[EXERCISE INPUTS — start]

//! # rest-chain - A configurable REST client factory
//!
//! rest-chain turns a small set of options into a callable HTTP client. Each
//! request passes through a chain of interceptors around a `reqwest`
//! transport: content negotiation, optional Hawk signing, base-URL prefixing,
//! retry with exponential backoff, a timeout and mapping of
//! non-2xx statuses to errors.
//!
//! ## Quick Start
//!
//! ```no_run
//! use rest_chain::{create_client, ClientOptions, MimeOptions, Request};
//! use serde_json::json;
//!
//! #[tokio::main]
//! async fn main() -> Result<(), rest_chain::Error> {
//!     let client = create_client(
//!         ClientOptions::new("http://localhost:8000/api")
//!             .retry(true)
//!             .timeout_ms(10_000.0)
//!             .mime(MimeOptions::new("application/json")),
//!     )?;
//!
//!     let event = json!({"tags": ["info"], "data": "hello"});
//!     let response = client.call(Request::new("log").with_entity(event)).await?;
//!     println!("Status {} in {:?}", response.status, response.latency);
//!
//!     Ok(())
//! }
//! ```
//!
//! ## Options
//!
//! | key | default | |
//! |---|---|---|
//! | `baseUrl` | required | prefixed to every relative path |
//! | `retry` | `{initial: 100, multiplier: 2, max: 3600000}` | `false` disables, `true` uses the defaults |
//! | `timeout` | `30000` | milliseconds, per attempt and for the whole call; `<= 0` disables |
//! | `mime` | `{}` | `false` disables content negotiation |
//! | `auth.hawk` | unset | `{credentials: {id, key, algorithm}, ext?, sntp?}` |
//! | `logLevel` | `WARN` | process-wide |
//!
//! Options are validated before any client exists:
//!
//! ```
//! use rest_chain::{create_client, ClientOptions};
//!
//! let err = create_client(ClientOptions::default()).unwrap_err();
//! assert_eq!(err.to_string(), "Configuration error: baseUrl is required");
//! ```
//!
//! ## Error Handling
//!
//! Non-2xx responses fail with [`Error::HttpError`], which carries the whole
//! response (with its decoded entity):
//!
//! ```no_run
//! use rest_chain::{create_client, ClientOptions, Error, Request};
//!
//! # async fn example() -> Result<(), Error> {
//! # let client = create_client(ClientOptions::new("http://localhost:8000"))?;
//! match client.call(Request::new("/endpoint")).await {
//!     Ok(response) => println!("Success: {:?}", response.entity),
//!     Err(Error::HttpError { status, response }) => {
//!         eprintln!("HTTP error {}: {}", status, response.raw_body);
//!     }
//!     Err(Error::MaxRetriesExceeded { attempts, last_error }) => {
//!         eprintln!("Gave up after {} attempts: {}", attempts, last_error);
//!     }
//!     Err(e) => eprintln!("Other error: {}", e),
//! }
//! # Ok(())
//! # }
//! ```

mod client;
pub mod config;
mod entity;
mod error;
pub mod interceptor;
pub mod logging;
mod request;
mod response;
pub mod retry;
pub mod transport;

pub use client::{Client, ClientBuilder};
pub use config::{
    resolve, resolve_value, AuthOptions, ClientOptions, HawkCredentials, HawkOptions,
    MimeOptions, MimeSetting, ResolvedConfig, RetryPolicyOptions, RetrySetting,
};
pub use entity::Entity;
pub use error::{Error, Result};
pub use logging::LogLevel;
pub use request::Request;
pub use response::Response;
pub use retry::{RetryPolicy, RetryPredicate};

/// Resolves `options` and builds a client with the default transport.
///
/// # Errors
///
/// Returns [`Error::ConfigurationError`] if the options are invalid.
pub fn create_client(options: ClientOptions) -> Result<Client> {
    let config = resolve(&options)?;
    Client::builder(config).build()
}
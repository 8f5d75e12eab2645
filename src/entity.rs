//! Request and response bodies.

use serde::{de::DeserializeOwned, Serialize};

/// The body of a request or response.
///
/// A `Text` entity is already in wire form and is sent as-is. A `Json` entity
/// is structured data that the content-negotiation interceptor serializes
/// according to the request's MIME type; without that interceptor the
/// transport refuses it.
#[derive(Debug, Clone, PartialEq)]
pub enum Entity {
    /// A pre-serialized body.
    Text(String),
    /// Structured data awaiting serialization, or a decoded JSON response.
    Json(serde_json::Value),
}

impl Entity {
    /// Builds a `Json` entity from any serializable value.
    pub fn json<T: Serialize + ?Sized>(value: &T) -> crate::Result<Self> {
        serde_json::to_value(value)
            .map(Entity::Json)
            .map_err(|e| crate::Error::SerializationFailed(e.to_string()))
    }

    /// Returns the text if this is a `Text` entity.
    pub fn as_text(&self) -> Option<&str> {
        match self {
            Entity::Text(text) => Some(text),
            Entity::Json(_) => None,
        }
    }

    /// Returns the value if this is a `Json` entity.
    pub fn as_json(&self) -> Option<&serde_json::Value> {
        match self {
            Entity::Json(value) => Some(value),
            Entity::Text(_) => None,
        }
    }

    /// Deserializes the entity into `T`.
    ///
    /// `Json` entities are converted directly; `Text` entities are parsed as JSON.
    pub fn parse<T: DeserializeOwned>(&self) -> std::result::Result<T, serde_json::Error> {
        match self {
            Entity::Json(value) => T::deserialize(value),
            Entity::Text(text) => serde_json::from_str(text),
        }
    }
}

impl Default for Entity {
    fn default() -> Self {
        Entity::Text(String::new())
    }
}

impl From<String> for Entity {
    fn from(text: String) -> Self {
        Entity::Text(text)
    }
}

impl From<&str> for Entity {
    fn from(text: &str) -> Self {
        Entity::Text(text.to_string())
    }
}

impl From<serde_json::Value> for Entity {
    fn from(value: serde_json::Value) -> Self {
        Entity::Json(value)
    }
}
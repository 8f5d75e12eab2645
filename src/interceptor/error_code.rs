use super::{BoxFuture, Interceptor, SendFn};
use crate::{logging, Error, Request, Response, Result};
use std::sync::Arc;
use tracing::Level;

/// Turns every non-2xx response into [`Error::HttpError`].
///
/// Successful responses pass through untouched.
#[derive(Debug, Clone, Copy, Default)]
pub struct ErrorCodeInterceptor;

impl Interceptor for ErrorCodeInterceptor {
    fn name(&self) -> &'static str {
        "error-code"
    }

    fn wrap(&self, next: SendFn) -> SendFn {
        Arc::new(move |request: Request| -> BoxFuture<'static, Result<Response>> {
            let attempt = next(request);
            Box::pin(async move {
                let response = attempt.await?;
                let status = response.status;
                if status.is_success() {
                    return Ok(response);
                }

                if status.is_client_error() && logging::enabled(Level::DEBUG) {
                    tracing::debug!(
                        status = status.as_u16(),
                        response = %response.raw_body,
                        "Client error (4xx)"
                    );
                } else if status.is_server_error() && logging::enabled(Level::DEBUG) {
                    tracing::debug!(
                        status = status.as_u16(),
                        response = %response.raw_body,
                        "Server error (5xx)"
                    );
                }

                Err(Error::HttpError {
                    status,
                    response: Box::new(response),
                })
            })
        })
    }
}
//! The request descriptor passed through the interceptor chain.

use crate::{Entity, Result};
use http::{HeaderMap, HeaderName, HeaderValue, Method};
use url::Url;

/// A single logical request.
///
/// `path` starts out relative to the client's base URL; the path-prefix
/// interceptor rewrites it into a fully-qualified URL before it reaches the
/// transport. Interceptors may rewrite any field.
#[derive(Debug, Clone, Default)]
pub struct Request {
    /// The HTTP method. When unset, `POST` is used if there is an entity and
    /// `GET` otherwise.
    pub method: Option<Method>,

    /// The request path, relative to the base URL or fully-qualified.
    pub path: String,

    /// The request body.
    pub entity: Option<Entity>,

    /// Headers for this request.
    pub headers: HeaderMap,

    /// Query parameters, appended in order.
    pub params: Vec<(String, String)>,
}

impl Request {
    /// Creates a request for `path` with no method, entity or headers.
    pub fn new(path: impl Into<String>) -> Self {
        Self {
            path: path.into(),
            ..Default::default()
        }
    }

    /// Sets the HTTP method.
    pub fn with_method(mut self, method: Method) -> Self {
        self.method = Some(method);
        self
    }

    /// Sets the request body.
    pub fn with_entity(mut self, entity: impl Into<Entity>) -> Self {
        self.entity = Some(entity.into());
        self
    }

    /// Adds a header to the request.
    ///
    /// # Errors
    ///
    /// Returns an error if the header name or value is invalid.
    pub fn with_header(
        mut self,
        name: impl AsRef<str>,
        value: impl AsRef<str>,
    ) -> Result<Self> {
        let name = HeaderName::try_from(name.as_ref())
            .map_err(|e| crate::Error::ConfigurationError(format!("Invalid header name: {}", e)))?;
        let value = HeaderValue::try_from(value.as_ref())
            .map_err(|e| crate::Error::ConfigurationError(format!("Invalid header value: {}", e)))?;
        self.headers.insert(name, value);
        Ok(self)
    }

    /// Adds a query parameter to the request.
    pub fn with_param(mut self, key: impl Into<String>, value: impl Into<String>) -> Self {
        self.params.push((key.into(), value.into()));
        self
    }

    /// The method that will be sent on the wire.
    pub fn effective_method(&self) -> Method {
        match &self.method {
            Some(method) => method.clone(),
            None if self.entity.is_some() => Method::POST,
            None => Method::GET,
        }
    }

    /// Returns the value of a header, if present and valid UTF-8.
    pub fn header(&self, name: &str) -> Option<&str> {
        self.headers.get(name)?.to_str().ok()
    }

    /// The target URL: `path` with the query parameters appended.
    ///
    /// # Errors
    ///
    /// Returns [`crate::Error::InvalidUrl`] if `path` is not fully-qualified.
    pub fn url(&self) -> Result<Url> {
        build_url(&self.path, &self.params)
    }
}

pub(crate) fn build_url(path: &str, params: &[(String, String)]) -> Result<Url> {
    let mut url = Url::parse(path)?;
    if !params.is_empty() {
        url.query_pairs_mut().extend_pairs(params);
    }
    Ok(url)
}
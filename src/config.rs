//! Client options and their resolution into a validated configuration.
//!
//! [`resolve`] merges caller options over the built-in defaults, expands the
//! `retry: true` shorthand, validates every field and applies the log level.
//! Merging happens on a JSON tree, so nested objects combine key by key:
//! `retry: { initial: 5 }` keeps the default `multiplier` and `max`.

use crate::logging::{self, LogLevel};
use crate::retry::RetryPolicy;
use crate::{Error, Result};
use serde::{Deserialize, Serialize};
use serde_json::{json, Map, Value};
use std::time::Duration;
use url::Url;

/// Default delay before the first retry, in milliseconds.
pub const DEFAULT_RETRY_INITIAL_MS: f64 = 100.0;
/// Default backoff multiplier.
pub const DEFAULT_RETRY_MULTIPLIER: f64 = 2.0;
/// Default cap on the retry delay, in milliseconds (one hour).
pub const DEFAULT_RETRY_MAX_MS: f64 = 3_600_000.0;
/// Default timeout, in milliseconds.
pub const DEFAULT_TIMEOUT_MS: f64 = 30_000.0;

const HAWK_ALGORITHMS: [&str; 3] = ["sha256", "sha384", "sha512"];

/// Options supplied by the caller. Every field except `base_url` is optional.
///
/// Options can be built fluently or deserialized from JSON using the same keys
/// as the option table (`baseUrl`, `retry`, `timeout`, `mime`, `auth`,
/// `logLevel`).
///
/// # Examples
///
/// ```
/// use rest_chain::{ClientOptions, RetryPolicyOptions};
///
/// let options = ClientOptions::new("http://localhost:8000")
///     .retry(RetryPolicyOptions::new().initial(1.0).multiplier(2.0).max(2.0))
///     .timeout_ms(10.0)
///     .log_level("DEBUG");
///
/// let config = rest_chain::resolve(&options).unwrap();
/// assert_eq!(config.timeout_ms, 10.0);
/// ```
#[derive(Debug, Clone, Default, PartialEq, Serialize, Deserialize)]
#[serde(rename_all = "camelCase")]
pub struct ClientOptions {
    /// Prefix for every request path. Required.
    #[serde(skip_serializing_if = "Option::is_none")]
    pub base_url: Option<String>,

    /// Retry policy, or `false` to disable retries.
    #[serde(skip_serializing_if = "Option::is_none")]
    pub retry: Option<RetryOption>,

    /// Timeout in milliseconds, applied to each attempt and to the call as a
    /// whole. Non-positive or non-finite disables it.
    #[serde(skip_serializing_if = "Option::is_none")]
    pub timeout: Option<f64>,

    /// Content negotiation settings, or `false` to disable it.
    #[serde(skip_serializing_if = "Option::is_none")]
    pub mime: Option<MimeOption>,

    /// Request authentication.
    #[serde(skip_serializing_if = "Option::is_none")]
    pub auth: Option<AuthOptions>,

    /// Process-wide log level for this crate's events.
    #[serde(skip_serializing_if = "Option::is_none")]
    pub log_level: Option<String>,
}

[EXERCISE INPUTS — finish]
[EXERCISE INPUTS — start]

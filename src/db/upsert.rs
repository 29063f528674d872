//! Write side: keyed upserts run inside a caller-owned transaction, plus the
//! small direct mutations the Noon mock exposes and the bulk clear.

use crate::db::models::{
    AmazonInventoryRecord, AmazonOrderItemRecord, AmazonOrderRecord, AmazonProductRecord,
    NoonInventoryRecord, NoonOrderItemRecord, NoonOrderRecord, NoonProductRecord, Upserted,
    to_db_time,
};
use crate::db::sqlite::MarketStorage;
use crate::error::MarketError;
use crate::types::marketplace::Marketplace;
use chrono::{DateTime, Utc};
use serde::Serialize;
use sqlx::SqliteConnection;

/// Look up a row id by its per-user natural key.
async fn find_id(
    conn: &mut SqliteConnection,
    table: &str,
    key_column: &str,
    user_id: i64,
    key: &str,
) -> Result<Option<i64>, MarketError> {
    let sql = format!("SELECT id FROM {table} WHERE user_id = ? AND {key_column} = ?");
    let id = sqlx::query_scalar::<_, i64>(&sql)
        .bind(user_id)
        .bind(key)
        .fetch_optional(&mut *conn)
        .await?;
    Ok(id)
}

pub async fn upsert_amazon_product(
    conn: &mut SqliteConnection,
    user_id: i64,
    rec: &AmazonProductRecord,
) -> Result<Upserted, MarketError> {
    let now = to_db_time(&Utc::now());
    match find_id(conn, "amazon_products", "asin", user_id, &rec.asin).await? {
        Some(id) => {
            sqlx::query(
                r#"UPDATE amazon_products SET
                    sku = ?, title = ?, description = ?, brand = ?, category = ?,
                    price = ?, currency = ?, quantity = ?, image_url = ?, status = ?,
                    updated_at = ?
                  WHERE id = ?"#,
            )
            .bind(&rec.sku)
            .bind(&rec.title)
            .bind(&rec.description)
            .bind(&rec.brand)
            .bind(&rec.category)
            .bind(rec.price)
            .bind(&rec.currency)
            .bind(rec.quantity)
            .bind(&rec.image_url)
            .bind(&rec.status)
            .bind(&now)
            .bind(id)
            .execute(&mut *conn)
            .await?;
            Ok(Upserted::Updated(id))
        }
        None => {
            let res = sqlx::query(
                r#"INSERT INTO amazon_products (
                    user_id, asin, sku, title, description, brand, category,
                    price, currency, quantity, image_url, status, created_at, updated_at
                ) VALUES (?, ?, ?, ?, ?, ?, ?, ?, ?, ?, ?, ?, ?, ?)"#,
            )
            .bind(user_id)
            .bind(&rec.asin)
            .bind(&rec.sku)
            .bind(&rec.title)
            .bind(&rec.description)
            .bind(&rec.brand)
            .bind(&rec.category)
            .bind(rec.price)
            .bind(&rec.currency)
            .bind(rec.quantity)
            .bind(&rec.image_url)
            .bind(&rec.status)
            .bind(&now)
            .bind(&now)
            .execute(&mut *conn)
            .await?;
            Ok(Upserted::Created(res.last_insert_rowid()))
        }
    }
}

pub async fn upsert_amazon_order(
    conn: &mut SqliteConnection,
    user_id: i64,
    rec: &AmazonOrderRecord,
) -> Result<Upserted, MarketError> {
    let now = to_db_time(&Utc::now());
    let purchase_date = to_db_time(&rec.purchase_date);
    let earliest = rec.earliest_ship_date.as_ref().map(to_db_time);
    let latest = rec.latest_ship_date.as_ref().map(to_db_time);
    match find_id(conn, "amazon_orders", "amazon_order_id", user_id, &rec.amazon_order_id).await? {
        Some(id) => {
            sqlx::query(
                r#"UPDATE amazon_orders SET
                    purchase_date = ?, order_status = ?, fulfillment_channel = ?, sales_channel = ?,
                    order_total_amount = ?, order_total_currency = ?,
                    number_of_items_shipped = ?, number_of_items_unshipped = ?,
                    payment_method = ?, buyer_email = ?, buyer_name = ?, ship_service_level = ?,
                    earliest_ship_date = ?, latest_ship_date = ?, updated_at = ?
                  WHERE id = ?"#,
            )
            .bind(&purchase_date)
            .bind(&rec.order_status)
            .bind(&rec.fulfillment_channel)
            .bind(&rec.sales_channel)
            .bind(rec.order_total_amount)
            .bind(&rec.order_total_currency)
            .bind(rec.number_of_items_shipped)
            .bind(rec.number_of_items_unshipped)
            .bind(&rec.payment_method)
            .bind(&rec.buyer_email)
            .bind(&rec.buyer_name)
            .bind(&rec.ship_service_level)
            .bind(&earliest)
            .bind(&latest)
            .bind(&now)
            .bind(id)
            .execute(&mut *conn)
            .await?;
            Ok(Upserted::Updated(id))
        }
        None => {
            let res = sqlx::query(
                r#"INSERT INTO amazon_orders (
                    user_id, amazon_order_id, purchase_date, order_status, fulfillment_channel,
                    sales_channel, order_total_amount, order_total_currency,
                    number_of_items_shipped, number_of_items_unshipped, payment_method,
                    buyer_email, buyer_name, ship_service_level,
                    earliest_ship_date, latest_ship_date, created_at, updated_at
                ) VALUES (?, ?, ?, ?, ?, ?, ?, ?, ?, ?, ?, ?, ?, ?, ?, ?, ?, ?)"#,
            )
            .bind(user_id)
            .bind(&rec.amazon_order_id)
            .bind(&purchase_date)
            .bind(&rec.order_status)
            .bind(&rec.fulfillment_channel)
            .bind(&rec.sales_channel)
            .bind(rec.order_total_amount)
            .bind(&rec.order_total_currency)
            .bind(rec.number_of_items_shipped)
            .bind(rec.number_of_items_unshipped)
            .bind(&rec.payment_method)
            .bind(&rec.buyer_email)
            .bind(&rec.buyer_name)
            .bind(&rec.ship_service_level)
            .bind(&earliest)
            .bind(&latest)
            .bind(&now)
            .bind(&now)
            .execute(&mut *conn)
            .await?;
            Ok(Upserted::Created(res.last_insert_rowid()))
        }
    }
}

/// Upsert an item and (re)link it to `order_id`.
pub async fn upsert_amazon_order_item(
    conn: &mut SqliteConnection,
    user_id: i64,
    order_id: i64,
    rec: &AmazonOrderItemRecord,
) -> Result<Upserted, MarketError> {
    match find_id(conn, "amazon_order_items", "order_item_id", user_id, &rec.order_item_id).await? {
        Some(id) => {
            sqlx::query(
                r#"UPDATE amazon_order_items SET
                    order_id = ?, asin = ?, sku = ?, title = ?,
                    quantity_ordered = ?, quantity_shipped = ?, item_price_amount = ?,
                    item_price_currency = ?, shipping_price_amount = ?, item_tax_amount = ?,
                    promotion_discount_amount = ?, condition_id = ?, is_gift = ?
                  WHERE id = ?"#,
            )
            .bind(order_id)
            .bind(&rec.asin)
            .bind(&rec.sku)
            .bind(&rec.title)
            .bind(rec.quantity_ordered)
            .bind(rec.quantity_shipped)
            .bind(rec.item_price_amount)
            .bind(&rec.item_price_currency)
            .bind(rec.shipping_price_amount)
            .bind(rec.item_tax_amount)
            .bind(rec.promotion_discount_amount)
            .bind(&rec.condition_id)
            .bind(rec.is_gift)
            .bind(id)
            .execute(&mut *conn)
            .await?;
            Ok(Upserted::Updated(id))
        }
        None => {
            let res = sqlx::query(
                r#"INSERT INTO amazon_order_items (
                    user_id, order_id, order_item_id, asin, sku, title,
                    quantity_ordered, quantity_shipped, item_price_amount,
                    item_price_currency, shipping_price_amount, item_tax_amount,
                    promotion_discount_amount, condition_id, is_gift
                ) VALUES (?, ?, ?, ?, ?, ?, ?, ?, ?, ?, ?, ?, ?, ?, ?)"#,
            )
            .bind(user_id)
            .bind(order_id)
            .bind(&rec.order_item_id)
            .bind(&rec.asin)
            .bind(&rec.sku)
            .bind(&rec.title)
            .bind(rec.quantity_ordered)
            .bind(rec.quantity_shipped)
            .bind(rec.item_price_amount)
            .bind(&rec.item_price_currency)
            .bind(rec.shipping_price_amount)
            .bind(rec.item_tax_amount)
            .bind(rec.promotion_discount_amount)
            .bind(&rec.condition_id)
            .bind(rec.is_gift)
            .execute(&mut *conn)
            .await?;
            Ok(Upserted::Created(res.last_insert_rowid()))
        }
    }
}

[EXERCISE INPUTS — finish]

ABOUT THIS EXERCISE
If a line in the entries contains the word "ErrorCodeInterceptor", copy that line out.

PROBLEM SOLUTION
pub struct ErrorCodeInterceptor;
impl Interceptor for ErrorCodeInterceptor {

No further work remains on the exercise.